(Saved data entries)
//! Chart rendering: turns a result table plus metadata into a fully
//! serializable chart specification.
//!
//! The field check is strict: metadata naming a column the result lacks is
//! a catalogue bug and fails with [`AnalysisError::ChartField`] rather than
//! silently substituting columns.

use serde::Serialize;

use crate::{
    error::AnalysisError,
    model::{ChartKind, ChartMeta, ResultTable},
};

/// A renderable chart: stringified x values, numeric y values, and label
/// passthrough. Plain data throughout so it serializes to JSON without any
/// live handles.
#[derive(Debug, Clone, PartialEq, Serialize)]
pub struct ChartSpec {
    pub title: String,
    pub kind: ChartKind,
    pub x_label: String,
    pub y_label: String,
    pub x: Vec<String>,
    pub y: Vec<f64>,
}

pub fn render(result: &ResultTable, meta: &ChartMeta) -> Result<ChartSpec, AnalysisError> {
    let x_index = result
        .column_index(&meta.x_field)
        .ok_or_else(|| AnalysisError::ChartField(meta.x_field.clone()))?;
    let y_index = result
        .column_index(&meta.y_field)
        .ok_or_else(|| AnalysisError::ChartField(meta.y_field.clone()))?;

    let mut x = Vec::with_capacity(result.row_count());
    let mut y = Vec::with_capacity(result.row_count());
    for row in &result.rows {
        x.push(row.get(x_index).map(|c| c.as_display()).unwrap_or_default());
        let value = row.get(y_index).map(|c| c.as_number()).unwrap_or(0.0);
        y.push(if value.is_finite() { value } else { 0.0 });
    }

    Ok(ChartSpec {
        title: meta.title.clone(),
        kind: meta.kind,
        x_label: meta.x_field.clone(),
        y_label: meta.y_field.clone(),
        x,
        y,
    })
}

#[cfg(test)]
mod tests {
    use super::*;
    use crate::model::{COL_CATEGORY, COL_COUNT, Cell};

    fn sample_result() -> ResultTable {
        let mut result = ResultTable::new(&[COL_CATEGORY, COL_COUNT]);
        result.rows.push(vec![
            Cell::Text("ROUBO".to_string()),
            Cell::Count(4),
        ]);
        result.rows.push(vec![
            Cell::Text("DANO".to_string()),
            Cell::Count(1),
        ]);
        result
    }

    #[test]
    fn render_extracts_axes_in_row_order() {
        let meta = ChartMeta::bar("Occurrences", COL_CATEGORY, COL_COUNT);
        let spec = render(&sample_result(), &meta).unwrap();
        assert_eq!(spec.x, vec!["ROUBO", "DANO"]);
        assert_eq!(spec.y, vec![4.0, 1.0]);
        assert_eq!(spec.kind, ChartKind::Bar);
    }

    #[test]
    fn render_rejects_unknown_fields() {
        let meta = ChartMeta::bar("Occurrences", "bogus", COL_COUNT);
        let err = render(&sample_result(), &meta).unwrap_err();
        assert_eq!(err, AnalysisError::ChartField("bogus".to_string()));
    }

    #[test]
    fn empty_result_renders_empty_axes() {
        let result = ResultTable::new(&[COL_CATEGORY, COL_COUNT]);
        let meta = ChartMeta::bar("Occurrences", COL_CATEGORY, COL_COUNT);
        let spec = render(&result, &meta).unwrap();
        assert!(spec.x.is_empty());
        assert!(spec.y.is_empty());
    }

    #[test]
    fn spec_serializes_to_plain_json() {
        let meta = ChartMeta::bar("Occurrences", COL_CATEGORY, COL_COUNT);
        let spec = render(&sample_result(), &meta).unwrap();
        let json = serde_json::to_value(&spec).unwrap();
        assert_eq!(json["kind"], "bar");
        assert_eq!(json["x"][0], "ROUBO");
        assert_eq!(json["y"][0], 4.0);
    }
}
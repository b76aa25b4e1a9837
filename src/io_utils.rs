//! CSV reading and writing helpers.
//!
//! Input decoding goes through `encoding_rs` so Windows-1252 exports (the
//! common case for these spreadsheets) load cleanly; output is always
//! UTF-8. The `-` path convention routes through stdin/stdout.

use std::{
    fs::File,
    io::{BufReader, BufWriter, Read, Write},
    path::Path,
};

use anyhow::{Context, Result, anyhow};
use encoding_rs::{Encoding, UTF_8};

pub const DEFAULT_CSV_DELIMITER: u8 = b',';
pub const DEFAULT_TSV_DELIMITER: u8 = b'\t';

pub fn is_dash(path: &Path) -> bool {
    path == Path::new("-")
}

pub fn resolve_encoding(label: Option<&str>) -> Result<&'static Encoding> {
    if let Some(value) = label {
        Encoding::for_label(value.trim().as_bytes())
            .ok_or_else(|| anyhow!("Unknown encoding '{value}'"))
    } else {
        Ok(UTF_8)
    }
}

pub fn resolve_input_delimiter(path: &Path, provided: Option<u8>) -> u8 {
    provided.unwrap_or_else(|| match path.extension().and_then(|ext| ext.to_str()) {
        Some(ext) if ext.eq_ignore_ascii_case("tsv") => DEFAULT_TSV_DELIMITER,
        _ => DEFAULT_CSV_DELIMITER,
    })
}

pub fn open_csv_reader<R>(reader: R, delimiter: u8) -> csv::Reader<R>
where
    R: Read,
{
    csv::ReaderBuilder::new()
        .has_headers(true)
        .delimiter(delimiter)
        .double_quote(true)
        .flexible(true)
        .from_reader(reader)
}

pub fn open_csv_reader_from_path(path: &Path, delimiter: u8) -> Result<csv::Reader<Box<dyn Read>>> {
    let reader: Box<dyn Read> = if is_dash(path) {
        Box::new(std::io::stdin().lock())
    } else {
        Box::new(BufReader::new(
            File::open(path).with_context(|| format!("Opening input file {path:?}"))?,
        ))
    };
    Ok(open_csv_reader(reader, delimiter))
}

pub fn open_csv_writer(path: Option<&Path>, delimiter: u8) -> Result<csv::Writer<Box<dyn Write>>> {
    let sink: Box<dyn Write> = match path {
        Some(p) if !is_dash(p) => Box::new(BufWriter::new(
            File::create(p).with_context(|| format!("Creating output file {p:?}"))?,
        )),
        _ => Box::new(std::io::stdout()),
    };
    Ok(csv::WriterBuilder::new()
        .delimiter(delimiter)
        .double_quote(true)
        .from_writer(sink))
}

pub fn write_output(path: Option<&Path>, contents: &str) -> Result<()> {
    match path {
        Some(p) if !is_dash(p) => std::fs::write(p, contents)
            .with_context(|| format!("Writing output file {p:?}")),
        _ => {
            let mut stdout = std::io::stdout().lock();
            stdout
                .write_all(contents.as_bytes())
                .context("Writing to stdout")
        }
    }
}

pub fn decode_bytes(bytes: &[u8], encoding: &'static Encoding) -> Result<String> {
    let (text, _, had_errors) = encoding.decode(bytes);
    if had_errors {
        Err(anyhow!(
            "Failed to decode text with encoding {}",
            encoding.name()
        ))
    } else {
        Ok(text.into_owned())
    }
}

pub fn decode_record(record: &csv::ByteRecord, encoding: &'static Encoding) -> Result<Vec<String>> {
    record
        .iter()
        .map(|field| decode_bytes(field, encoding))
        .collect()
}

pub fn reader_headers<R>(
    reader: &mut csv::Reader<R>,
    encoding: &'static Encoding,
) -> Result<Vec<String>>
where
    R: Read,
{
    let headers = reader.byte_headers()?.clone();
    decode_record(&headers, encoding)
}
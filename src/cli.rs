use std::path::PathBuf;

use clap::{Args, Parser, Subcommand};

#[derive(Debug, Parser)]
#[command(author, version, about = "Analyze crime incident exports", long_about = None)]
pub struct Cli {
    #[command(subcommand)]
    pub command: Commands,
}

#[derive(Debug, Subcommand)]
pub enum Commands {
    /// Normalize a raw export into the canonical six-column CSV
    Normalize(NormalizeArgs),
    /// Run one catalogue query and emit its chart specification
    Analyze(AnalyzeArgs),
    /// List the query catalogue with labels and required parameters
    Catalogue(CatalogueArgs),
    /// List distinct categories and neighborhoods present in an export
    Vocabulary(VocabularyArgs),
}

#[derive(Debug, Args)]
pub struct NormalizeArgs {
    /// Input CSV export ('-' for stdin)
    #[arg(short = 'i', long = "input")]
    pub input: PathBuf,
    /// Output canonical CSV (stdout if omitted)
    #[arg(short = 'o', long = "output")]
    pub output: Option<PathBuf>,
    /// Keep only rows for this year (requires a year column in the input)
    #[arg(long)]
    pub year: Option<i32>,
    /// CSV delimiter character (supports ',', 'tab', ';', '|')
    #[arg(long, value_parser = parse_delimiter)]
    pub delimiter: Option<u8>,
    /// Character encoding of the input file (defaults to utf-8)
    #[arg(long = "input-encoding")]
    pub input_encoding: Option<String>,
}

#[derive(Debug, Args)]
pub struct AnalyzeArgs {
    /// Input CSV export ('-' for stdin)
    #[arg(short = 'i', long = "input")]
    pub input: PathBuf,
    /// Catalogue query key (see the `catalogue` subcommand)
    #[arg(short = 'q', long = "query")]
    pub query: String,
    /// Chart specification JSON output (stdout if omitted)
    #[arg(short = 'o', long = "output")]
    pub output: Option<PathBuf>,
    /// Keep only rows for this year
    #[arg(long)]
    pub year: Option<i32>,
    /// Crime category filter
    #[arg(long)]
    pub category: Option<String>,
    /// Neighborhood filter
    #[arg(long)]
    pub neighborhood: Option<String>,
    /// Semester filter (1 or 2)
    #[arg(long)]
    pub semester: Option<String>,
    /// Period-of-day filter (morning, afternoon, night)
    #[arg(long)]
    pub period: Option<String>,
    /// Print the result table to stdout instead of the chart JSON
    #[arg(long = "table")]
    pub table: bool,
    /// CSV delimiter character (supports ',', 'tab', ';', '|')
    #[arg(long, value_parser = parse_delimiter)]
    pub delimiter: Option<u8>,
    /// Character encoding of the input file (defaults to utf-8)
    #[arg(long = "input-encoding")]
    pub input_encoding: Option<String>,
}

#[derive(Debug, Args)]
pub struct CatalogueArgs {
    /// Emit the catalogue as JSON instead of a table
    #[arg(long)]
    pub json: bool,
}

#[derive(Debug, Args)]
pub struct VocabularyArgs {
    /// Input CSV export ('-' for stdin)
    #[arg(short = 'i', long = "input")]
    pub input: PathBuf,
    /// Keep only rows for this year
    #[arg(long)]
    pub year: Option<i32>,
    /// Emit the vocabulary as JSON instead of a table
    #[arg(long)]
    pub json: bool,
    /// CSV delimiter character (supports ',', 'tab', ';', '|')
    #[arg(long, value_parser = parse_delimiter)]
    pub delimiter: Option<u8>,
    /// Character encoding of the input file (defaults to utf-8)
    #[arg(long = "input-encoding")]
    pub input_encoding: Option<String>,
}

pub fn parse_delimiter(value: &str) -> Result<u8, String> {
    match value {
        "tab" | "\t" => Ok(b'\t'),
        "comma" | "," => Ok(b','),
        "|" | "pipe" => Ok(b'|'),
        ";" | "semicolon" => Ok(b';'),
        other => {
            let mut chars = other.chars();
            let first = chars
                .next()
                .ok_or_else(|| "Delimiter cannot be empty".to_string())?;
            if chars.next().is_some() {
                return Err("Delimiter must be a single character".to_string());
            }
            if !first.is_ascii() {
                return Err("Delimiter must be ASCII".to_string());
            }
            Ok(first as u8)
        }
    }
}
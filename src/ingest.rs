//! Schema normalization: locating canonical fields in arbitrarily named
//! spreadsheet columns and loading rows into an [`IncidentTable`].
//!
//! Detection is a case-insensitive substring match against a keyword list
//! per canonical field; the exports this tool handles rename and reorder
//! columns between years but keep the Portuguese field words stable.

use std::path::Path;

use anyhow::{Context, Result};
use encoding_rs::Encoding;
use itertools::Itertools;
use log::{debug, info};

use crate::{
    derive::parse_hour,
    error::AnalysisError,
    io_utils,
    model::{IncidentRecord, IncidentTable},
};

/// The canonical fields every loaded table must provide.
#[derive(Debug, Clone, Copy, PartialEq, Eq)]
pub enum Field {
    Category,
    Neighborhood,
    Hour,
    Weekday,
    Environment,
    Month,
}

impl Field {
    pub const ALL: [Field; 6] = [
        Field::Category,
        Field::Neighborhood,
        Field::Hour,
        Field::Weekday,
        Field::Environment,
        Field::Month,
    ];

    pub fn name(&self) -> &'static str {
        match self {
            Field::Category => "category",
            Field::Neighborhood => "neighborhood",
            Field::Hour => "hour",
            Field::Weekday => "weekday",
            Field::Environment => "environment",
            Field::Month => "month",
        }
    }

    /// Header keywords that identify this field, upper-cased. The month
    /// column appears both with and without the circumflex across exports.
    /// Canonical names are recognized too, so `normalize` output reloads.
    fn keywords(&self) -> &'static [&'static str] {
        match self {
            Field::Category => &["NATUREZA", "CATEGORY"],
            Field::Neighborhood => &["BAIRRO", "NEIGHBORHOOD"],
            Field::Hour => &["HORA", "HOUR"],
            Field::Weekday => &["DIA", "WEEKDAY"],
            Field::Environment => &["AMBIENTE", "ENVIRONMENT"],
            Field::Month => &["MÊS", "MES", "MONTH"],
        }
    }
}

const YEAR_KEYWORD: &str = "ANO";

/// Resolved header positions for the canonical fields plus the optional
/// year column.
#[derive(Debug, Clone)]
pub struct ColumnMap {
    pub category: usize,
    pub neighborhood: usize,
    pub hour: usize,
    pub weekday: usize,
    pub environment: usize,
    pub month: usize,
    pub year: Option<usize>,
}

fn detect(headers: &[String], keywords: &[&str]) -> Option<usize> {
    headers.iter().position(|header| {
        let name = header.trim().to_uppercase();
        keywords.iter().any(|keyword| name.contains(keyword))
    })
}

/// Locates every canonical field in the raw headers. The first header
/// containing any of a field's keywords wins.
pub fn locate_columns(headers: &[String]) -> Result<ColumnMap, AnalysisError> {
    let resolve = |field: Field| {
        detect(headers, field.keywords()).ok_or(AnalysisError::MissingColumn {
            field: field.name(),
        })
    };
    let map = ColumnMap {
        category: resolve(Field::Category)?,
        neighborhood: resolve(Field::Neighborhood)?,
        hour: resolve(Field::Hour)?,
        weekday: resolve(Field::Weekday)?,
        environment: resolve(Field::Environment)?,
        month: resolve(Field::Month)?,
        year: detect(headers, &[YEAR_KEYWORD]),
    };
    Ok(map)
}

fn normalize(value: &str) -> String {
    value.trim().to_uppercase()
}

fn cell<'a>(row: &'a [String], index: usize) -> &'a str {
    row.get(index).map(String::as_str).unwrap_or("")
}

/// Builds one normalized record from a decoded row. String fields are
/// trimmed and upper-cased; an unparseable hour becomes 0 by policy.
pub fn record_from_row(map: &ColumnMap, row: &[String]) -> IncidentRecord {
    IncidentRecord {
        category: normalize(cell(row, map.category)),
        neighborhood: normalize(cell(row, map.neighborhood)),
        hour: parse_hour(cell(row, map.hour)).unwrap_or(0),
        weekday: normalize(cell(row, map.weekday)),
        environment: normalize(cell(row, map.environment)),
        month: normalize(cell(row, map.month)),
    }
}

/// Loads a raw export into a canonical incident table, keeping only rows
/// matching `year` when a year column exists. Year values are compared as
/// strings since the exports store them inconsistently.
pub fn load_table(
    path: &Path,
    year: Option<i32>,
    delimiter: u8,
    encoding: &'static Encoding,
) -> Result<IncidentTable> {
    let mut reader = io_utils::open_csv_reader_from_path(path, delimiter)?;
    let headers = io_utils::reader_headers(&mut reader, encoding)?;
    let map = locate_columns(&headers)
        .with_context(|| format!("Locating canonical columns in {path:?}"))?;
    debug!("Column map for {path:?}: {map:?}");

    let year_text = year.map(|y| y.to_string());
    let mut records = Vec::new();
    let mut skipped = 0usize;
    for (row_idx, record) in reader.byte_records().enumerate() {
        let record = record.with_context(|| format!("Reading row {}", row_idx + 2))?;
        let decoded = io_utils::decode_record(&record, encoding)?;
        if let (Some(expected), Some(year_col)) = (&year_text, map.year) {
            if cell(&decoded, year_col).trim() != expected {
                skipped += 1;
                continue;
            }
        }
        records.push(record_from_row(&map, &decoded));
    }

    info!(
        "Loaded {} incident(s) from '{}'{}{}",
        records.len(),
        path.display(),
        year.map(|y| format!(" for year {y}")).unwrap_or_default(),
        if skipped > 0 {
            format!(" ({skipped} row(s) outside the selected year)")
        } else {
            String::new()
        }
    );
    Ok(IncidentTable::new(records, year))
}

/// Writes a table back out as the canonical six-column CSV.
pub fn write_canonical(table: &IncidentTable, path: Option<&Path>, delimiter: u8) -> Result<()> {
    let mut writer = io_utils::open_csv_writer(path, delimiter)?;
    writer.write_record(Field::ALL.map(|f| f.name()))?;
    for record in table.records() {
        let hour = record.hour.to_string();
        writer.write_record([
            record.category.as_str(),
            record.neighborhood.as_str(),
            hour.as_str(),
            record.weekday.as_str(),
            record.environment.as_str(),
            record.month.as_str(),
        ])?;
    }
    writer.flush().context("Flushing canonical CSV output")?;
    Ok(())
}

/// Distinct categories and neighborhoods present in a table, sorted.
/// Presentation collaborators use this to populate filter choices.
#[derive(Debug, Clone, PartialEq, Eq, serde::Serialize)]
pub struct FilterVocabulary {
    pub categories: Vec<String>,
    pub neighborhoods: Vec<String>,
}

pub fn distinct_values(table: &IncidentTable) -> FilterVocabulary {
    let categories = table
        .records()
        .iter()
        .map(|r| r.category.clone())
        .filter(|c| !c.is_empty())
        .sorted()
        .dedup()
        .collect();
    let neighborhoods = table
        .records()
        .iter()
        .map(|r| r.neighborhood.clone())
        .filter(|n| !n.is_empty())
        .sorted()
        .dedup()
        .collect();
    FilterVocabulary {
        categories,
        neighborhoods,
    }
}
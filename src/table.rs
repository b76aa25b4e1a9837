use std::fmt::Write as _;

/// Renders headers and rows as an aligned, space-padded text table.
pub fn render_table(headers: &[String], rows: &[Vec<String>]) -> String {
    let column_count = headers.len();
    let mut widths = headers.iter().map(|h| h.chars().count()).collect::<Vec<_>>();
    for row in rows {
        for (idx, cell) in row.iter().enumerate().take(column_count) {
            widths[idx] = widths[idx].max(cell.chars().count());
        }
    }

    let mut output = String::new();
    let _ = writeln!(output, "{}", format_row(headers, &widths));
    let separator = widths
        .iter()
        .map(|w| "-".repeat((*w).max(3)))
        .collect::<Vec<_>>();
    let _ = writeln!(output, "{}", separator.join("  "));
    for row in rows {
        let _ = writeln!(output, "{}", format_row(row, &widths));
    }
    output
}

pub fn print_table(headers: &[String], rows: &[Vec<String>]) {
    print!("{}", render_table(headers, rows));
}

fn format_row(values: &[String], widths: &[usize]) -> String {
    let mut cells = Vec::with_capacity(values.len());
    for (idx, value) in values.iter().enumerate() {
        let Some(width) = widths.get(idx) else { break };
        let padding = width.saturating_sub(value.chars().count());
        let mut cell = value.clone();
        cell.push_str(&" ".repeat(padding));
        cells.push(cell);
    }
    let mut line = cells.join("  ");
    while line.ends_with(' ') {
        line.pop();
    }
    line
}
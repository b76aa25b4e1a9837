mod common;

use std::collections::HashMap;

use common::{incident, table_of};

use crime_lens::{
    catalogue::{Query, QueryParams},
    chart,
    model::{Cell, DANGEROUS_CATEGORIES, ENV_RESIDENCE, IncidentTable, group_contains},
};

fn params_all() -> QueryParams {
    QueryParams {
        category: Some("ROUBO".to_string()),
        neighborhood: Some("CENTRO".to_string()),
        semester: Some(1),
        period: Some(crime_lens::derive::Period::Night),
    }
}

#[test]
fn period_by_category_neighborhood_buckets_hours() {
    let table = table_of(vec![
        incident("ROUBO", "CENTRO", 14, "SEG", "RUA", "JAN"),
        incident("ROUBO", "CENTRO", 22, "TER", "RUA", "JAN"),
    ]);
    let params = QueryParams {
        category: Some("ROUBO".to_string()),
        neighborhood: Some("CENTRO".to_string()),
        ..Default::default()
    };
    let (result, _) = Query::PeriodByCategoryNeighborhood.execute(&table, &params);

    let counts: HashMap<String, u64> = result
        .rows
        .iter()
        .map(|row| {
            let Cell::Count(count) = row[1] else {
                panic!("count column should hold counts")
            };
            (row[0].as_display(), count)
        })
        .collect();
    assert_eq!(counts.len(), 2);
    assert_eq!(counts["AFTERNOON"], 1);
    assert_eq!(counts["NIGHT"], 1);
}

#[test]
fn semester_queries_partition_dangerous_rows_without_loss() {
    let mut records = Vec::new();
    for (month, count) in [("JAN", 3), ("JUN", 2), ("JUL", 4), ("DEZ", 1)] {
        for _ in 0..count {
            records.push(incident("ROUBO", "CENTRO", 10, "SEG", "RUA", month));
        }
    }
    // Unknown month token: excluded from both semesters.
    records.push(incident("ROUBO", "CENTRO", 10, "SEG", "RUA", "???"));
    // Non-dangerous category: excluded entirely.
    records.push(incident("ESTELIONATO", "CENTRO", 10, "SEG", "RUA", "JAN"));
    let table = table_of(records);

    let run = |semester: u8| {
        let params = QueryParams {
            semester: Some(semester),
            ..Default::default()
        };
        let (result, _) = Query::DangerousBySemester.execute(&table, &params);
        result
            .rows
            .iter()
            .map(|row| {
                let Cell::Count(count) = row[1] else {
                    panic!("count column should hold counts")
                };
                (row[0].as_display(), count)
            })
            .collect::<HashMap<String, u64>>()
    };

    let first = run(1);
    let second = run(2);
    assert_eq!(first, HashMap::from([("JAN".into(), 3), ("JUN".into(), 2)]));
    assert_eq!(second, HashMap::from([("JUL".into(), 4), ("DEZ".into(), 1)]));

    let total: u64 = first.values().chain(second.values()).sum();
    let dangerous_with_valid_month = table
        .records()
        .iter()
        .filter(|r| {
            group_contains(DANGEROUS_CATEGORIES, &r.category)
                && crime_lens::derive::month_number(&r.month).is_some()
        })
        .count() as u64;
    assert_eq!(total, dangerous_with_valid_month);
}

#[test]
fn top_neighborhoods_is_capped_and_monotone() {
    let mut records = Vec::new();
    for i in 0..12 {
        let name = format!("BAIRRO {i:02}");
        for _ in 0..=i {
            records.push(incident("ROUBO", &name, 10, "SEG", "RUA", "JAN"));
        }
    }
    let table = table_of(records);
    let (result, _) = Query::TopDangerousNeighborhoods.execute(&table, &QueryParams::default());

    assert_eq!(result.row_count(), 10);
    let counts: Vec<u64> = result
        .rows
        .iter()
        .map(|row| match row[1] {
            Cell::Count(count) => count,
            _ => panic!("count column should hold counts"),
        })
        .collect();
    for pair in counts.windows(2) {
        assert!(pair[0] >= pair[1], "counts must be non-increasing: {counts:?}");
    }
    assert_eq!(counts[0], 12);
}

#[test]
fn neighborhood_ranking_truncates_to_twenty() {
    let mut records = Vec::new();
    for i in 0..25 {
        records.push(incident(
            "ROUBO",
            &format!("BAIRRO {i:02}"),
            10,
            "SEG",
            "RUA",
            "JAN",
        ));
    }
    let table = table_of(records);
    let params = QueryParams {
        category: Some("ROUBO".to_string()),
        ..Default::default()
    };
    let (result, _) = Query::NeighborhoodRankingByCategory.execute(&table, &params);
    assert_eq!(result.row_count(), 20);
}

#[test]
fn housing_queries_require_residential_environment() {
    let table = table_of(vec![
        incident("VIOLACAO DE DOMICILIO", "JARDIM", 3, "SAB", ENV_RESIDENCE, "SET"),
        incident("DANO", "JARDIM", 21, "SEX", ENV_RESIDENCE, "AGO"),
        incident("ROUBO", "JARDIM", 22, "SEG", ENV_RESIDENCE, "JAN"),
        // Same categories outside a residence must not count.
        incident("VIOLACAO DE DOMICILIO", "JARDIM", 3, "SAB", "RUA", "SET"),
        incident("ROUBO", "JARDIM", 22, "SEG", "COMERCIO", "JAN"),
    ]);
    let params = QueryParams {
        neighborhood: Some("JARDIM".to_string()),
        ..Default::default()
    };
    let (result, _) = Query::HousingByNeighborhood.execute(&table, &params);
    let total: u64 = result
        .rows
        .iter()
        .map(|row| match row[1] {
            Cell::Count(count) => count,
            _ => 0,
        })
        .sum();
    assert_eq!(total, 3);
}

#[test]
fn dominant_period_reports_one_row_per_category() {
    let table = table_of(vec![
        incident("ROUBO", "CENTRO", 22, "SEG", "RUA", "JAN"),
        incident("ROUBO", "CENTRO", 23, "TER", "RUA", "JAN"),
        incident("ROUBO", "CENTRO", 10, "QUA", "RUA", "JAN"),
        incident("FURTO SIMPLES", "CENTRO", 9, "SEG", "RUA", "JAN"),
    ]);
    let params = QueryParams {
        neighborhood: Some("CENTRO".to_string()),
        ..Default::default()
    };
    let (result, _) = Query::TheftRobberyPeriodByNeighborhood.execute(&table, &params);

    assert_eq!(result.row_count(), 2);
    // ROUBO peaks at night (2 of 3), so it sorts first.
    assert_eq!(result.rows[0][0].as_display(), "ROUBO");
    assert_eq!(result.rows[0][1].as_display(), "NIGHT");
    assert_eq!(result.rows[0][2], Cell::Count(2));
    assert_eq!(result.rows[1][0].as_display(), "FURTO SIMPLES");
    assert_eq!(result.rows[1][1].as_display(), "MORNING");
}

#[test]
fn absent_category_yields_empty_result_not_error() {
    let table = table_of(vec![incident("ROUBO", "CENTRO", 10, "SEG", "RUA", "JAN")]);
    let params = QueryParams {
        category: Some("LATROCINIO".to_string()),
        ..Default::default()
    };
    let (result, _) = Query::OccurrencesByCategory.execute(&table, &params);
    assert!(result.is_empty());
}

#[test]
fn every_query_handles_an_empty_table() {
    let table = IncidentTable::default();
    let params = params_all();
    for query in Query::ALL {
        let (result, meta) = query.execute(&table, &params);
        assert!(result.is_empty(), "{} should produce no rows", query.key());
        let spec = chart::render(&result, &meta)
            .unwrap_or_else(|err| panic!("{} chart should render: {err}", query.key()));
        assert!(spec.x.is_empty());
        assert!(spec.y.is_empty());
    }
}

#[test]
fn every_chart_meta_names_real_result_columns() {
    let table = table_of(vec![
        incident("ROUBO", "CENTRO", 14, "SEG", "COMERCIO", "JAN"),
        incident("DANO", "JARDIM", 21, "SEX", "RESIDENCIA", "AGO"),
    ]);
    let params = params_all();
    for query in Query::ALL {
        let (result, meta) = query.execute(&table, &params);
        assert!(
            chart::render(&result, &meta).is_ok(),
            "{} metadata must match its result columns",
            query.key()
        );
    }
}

→ EXERCISE: Starting with the first line of the records, repeat every line up to and including the one containing "use super::*;", and nothing else.

→ REPLY TO THE EXERCISE:
//! Chart rendering: turns a result table plus metadata into a fully
//! serializable chart specification.
//!
//! The field check is strict: metadata naming a column the result lacks is
//! a catalogue bug and fails with [`AnalysisError::ChartField`] rather than
//! silently substituting columns.

use serde::Serialize;

use crate::{
    error::AnalysisError,
    model::{ChartKind, ChartMeta, ResultTable},
};

/// A renderable chart: stringified x values, numeric y values, and label
/// passthrough. Plain data throughout so it serializes to JSON without any
/// live handles.
#[derive(Debug, Clone, PartialEq, Serialize)]
pub struct ChartSpec {
    pub title: String,
    pub kind: ChartKind,
    pub x_label: String,
    pub y_label: String,
    pub x: Vec<String>,
    pub y: Vec<f64>,
}

pub fn render(result: &ResultTable, meta: &ChartMeta) -> Result<ChartSpec, AnalysisError> {
    let x_index = result
        .column_index(&meta.x_field)
        .ok_or_else(|| AnalysisError::ChartField(meta.x_field.clone()))?;
    let y_index = result
        .column_index(&meta.y_field)
        .ok_or_else(|| AnalysisError::ChartField(meta.y_field.clone()))?;

    let mut x = Vec::with_capacity(result.row_count());
    let mut y = Vec::with_capacity(result.row_count());
    for row in &result.rows {
        x.push(row.get(x_index).map(|c| c.as_display()).unwrap_or_default());
        let value = row.get(y_index).map(|c| c.as_number()).unwrap_or(0.0);
        y.push(if value.is_finite() { value } else { 0.0 });
    }

    Ok(ChartSpec {
        title: meta.title.clone(),
        kind: meta.kind,
        x_label: meta.x_field.clone(),
        y_label: meta.y_field.clone(),
        x,
        y,
    })
}

#[cfg(test)]
mod tests {
    use super::*;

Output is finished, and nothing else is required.